Prolexic Technologies was a US-based provider of security solutions for protecting web sites, data centers, and enterprise IP applications from Distributed Denial of Service attacks at the network, transport, and application layers. It operated a DDoS mitigation platform and a global network of traffic scrubbing centers. Real-time monitoring and mitigation services were provided from a 24/7 security operations control center. Prolexic indicated its DDoS mitigation services make websites, data centers and enterprise IP applications harder to take down via DDoS attacks. In February 2014, cybersecurity and cloud services company Akamai Technologies acquired Prolexic Technologies.
History
In 2003 Prolexic Technologies was founded by Barrett Lyon and was the subject of a book Fatal System Error by Joseph Menn. Prolexic protects organizations in the following markets: airlines/hospitality, e-commerce, energy, financial services, gambling, gaming, public sector, and software as a service. Sony is said to be a customer of the company. Prolexic claims some of the largest banks as its clients. In 2005, the company was named one of the 100 Hottest Private Companies in North America by Red Herring. In 2011, Prolexic indicated it secured Payment Card Industry Data Security Standard level 2 compliance certification from the PCI Security Standards Council, which would speed deployment of remediation for compliant organizations during encrypted Application Layer 7 DDoS attacks. In 2011 Prolexic CEO Scott Hammack and President Stuart Scholly both joined the company. Prolexic was acquired by Internet content delivery network Akamai Technologies in a $370 million deal completed in February 2014.
Financial history
In 2011, Prolexic completed two financing rounds led by Kennet Partners totaling in $15.9 million. In 2012, the company reported that in 2011 it achieved profitability and a compound annual growth rate of 45%. In 2012 Baltimore private equity firm Camden Partners invested $6 million in the company, and American Trading and Production Corp invested $2 million as part of an $8 million Series B funding round. In the deal, Jason Tagler of Camden Partners joined the board of directors of Prolexic. Prolexic said it would use the Series B money to support staff and augment its network. In 2013, Prolexic closed a US$30 million Series C funding round led by new investors Trident Capital and Intel Capital. Kennet Partners, Camden Partners and Medina Capital all took part in the funding round.

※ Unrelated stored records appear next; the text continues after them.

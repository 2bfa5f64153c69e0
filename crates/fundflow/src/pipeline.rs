//! Pipeline wiring: one task per stage, bounded channels between stages,
//! a shared shutdown signal.
//!
//! ```text
//! Collectors -> Router -> Classifier -> Deduplicator -> Validator -> Publisher
//!                              |  ^
//!                              v  |
//!                         Scrape Queue -> (deep-crawl collector)
//! ```
//!
//! Every bounded channel is a backpressure point; every stage receives the
//! shutdown watch and lets its in-flight record complete before exiting.

use std::sync::Arc;

use tokio::sync::{mpsc, watch};
use tracing::{debug, info, warn};

use crate::adapters::{HttpFetcher, LlmClient, OpportunityStore, VectorIndex};
use crate::classify::{Classifier, ClassifyDecision};
use crate::collector::CollectorContext;
use crate::config::PipelineConfig;
use crate::dedup::{DedupOutcome, DedupVerdict, DeduplicationEngine};
use crate::error::Result;
use crate::health::{Outcome, SourceHealthRegistry};
use crate::metrics;
use crate::publish::{PublishOutcome, Publisher};
use crate::queue::PersistedQueue;
use crate::record::CandidateRecord;
use crate::router::RouterHandle;
use crate::scrape::{ScrapeFetched, ScrapeQueueManager};
use crate::validate::{Validation, ValidationTier, Validator};

/// Capacity of the inter-stage channels.
const STAGE_CHANNEL_CAPACITY: usize = 64;
/// How often the park sweeper looks for expired enrichment waits.
const SWEEP_INTERVAL: std::time::Duration = std::time::Duration::from_secs(5);

/// External collaborators injected into the pipeline.
#[derive(Clone)]
pub struct Adapters {
    /// Opportunity store
    pub store: Arc<dyn OpportunityStore>,
    /// Embedding/vector index
    pub vector: Arc<dyn VectorIndex>,
    /// LLM client
    pub llm: Arc<dyn LlmClient>,
    /// HTTP fetcher for scrape workers
    pub fetcher: Arc<dyn HttpFetcher>,
}

/// A running pipeline.
pub struct Pipeline {
    health: Arc<SourceHealthRegistry>,
    router: RouterHandle,
    queue: PersistedQueue,
    shutdown_tx: watch::Sender<bool>,
    tasks: Vec<tokio::task::JoinHandle<()>>,
    fetched_rx: Option<mpsc::Receiver<ScrapeFetched>>,
}

impl Pipeline {
    /// Spawn every stage task and return the running pipeline.
    pub async fn spawn(config: PipelineConfig, adapters: Adapters) -> Result<Pipeline> {
        let (shutdown_tx, shutdown_rx) = watch::channel(false);
        let health = Arc::new(SourceHealthRegistry::new(
            &config.breaker,
            &config.rate_limit,
        ));
        let queue = PersistedQueue::open(config.queue_db_path.clone()).await?;

        let (router, dispatcher) = crate::router::channel(&config.router, Arc::clone(&health));

        let classifier = Arc::new(Classifier::new(
            Arc::clone(&adapters.llm),
            queue.clone(),
            config.classifier.clone(),
            config.timeouts.clone(),
        ));
        let engine = Arc::new(DeduplicationEngine::new(
            Arc::clone(&adapters.store),
            Arc::clone(&adapters.vector),
            config.dedup.clone(),
            config.timeouts.clone(),
        ));
        let validator = Arc::new(Validator::new(
            Arc::clone(&adapters.llm),
            Arc::clone(&health),
            config.validator.clone(),
            config.timeouts.clone(),
        ));
        let publisher = Arc::new(Publisher::new(
            Arc::clone(&adapters.store),
            Arc::clone(&adapters.vector),
            queue.clone(),
            router.clone(),
            config.publish.clone(),
            config.timeouts.clone(),
        ));

        let (classify_tx, classify_rx) = mpsc::channel::<CandidateRecord>(STAGE_CHANNEL_CAPACITY);
        let (dedup_tx, dedup_rx) = mpsc::channel::<CandidateRecord>(STAGE_CHANNEL_CAPACITY);
        let (validate_tx, validate_rx) =
            mpsc::channel::<(CandidateRecord, DedupOutcome)>(STAGE_CHANNEL_CAPACITY);
        let (publish_tx, publish_rx) =
            mpsc::channel::<(CandidateRecord, DedupOutcome, Validation)>(STAGE_CHANNEL_CAPACITY);
        let (fetched_tx, fetched_rx) = mpsc::channel::<ScrapeFetched>(STAGE_CHANNEL_CAPACITY);
        let (released_tx, released_rx) = mpsc::channel::<Vec<String>>(STAGE_CHANNEL_CAPACITY);

        let mut tasks = Vec::new();

        tasks.push(tokio::spawn(
            dispatcher.run(classify_tx, shutdown_rx.clone()),
        ));

        tasks.push(tokio::spawn(classify_stage(
            Arc::clone(&classifier),
            Arc::clone(&health),
            classify_rx,
            dedup_tx.clone(),
            shutdown_rx.clone(),
        )));
        tasks.push(tokio::spawn(park_sweeper(
            Arc::clone(&classifier),
            dedup_tx.clone(),
            released_rx,
            shutdown_rx.clone(),
        )));
        tasks.push(tokio::spawn(dedup_stage(
            engine,
            dedup_rx,
            validate_tx,
            shutdown_rx.clone(),
        )));
        tasks.push(tokio::spawn(validate_stage(
            validator,
            Arc::clone(&health),
            validate_rx,
            publish_tx,
            shutdown_rx.clone(),
        )));
        tasks.push(tokio::spawn(publish_stage(
            publisher,
            Arc::clone(&health),
            publish_rx,
            shutdown_rx.clone(),
        )));

        let manager = Arc::new(ScrapeQueueManager::new(
            queue.clone(),
            Arc::clone(&adapters.fetcher),
            config.scrape.clone(),
            config.timeouts.clone(),
            fetched_tx,
            released_tx,
        ));
        tasks.extend(manager.spawn_workers(shutdown_rx.clone()));
        tasks.push(health.spawn_decay_ticker(shutdown_rx));

        info!(tasks = tasks.len(), "pipeline started");
        Ok(Pipeline {
            health,
            router,
            queue,
            shutdown_tx,
            tasks,
            fetched_rx: Some(fetched_rx),
        })
    }

    /// Producer handle for collectors.
    #[must_use]
    pub fn router_handle(&self) -> RouterHandle {
        self.router.clone()
    }

    /// Shared health registry.
    #[must_use]
    pub fn health(&self) -> Arc<SourceHealthRegistry> {
        Arc::clone(&self.health)
    }

    /// The persisted queues (scrape/review/dead-letter).
    #[must_use]
    pub fn queue(&self) -> PersistedQueue {
        self.queue.clone()
    }

    /// Context for running a collector against this pipeline.
    #[must_use]
    pub fn collector_context(&self) -> CollectorContext {
        CollectorContext {
            router: self.router.clone(),
            health: Arc::clone(&self.health),
            shutdown: self.shutdown_tx.subscribe(),
        }
    }

    /// Take the stream of successfully fetched scrape targets. The
    /// deep-crawl collector consumes this exactly once.
    pub fn take_scrape_fetched(&mut self) -> Option<mpsc::Receiver<ScrapeFetched>> {
        self.fetched_rx.take()
    }

    /// Signal shutdown and wait for every stage to finish its in-flight
    /// record.
    pub async fn shutdown(self) {
        let _ = self.shutdown_tx.send(true);
        for task in self.tasks {
            let _ = task.await;
        }
        self.queue.close().await;
        info!("pipeline stopped");
    }
}

async fn classify_stage(
    classifier: Arc<Classifier>,
    health: Arc<SourceHealthRegistry>,
    mut rx: mpsc::Receiver<CandidateRecord>,
    dedup_tx: mpsc::Sender<CandidateRecord>,
    mut shutdown: watch::Receiver<bool>,
) {
    loop {
        let record = tokio::select! {
            biased;
            changed = shutdown.changed() => {
                if changed.is_err() || *shutdown.borrow() { break; }
                continue;
            }
            record = rx.recv() => match record {
                Some(record) => record,
                None => break,
            },
        };
        let collector = record.collector;
        let timer = std::time::Instant::now();
        match classifier.process(record).await {
            Ok(ClassifyDecision::Forwarded(candidate)) => {
                if dedup_tx.send(*candidate).await.is_err() {
                    break;
                }
            }
            Ok(ClassifyDecision::Rejected { reason }) => {
                health.record_outcome(collector, &Outcome::Rejected(reason));
            }
            Ok(ClassifyDecision::Parked | ClassifyDecision::Dropped { .. }) => {}
            Err(e) => {
                warn!(error = %e, "classification failed");
                health.record_outcome(collector, &Outcome::SoftFailure(e.to_string()));
            }
        }
        metrics::STAGE_LATENCY_SECONDS
            .with_label_values(&["classify"])
            .observe(timer.elapsed().as_secs_f64());
    }
    debug!("classify stage stopped");
}

/// Forwards expired parks and scrape-failure releases into dedup.
async fn park_sweeper(
    classifier: Arc<Classifier>,
    dedup_tx: mpsc::Sender<CandidateRecord>,
    mut released_rx: mpsc::Receiver<Vec<String>>,
    mut shutdown: watch::Receiver<bool>,
) {
    let mut tick = tokio::time::interval(SWEEP_INTERVAL);
    tick.set_missed_tick_behavior(tokio::time::MissedTickBehavior::Skip);
    loop {
        let released = tokio::select! {
            biased;
            changed = shutdown.changed() => {
                if changed.is_err() || *shutdown.borrow() { break; }
                continue;
            }
            hashes = released_rx.recv() => match hashes {
                Some(hashes) => classifier.release(&hashes),
                None => break,
            },
            _ = tick.tick() => classifier.release_expired(),
        };
        for candidate in released {
            if dedup_tx.send(candidate).await.is_err() {
                return;
            }
        }
    }
    debug!("park sweeper stopped");
}

async fn dedup_stage(
    engine: Arc<DeduplicationEngine>,
    mut rx: mpsc::Receiver<CandidateRecord>,
    validate_tx: mpsc::Sender<(CandidateRecord, DedupOutcome)>,
    mut shutdown: watch::Receiver<bool>,
) {
    loop {
        let record = tokio::select! {
            biased;
            changed = shutdown.changed() => {
                if changed.is_err() || *shutdown.borrow() { break; }
                continue;
            }
            record = rx.recv() => match record {
                Some(record) => record,
                None => break,
            },
        };
        let timer = std::time::Instant::now();
        let outcome = match engine.evaluate(&record).await {
            Ok(outcome) => outcome,
            Err(e) => {
                // A corpus read failure must not stall the stage: treat the
                // record as unique and let the publisher's DuplicateKey
                // contract catch any true collision.
                warn!(content_hash = %record.content_hash, error = %e, "dedup corpus read failed; assuming unique");
                DedupOutcome {
                    verdict: DedupVerdict::Unique,
                    best: None,
                    matches: vec![],
                    resolved_org: None,
                }
            }
        };
        metrics::STAGE_LATENCY_SECONDS
            .with_label_values(&["dedup"])
            .observe(timer.elapsed().as_secs_f64());
        if validate_tx.send((record, outcome)).await.is_err() {
            break;
        }
    }
    debug!("dedup stage stopped");
}

async fn validate_stage(
    validator: Arc<Validator>,
    health: Arc<SourceHealthRegistry>,
    mut rx: mpsc::Receiver<(CandidateRecord, DedupOutcome)>,
    publish_tx: mpsc::Sender<(CandidateRecord, DedupOutcome, Validation)>,
    mut shutdown: watch::Receiver<bool>,
) {
    loop {
        let (record, dedup) = tokio::select! {
            biased;
            changed = shutdown.changed() => {
                if changed.is_err() || *shutdown.borrow() { break; }
                continue;
            }
            item = rx.recv() => match item {
                Some(item) => item,
                None => break,
            },
        };
        let collector = record.collector;
        let timer = std::time::Instant::now();
        match validator.validate(&record, &dedup).await {
            Ok(validation) => {
                metrics::STAGE_LATENCY_SECONDS
                    .with_label_values(&["validate"])
                    .observe(timer.elapsed().as_secs_f64());
                if validation.tier == ValidationTier::Reject {
                    metrics::STAGE_RECORDS_TOTAL
                        .with_label_values(&["validate", "rejected"])
                        .inc();
                    health.record_outcome(
                        collector,
                        &Outcome::Rejected(validation.reasons.join(",")),
                    );
                    continue;
                }
                if publish_tx.send((record, dedup, validation)).await.is_err() {
                    break;
                }
            }
            Err(e) => {
                warn!(content_hash = %record.content_hash, error = %e, "validation failed");
                health.record_outcome(collector, &Outcome::SoftFailure(e.to_string()));
            }
        }
    }
    debug!("validate stage stopped");
}

async fn publish_stage(
    publisher: Arc<Publisher>,
    health: Arc<SourceHealthRegistry>,
    mut rx: mpsc::Receiver<(CandidateRecord, DedupOutcome, Validation)>,
    mut shutdown: watch::Receiver<bool>,
) {
    loop {
        let (record, dedup, validation) = tokio::select! {
            biased;
            changed = shutdown.changed() => {
                if changed.is_err() || *shutdown.borrow() { break; }
                continue;
            }
            item = rx.recv() => match item {
                Some(item) => item,
                None => break,
            },
        };
        let collector = record.collector;
        let timer = std::time::Instant::now();
        let outcome = publisher.publish(record, &dedup, &validation).await;
        let latency = timer.elapsed();
        metrics::STAGE_LATENCY_SECONDS
            .with_label_values(&["publish"])
            .observe(latency.as_secs_f64());
        match outcome {
            PublishOutcome::Inserted { .. } | PublishOutcome::Merged { .. } => {
                health.record_outcome(
                    collector,
                    &Outcome::Success {
                        latency,
                        quality_hint: Some(validation.confidence),
                    },
                );
            }
            PublishOutcome::Reviewed { .. } => {
                // Review items are a success for the source, with a
                // conservative quality hint until an operator adjudicates.
                health.record_outcome(
                    collector,
                    &Outcome::Success {
                        latency,
                        quality_hint: Some(0.5),
                    },
                );
            }
            PublishOutcome::Requeued | PublishOutcome::DeadLettered => {
                health.record_outcome(
                    collector,
                    &Outcome::SoftFailure("store write failed".to_string()),
                );
            }
        }
    }
    debug!("publish stage stopped");
}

Prolexic provides three kinds of DDoS protection services to its clients: Monitoring and attack detection services, mitigation services that intercept attacks, and attack intelligence and post-attack intelligence services. In addition, Prolexic aggregates intelligence information and reports on active botnets and fraud-linked IP addresses. The company opened its first network traffic scrubbing center in North America in 2003, in Europe in 2005, and in Asia in 2007. In 2012, the company’s traffic scrubbing capability was in excess of 500 Gbit/s of bandwidth and comprised multiple carriers in a distributed global network. The firm was said to be investing in the infrastructure to cope with up to 1.2Tbit/s peak traffic loads by the end of 2013. Because many DDoS attacks are concerted efforts by sophisticated live attackers, Prolexic uses a combination of automated tools and human expertise as part of its services. In 2012, company said it had successfully stopped all DDoS attacks affecting its clients to date, including attacks against application servers, such as Layer 4 and Layer 7 attacks, as well as HTTP GET flood attacks, zero-day attacks, UDP/ICMP floods, TCP flag abuses, DNS reflection, and DNS attacks. Prolexic is said to have mitigated the largest DDoS attack of 2011, which involved 250,000 computers infected with malware. The company’s service typically mitigates attacks within 5 to 20 minutes after a client's network traffic starts flowing through a scrubbing center. Prolexic mitigated more than 30,000 DDoS attacks from 2003–2011. In 2011, Prolexic mitigated from 10 to 80 attacks daily.
DDoS mitigation
In 2012, hacktivism and vandalism were cited as the main inspiration for DDoS attacks, rather than extortion as in the past. This type of motivation is said to make any company a victim, not just high-profile organizations. Organizations of all sizes are said to be at risk of DDoS attacks, because the newer application-level attacks are more targeted than classic DDoS botnet attacks and don’t need as many resources to deploy. The cloud-based DDoS mitigation approach used by Prolexic employs technology to redirect traffic to the company’s DDoS mitigation service, scrub the traffic, and send only legitimate traffic to the client site. This attack mitigation approach is said to be lower-cost than the traditional approach of a company maintaining its own network firewall, making DDoS attack prevention an option for most firms doing business on the web.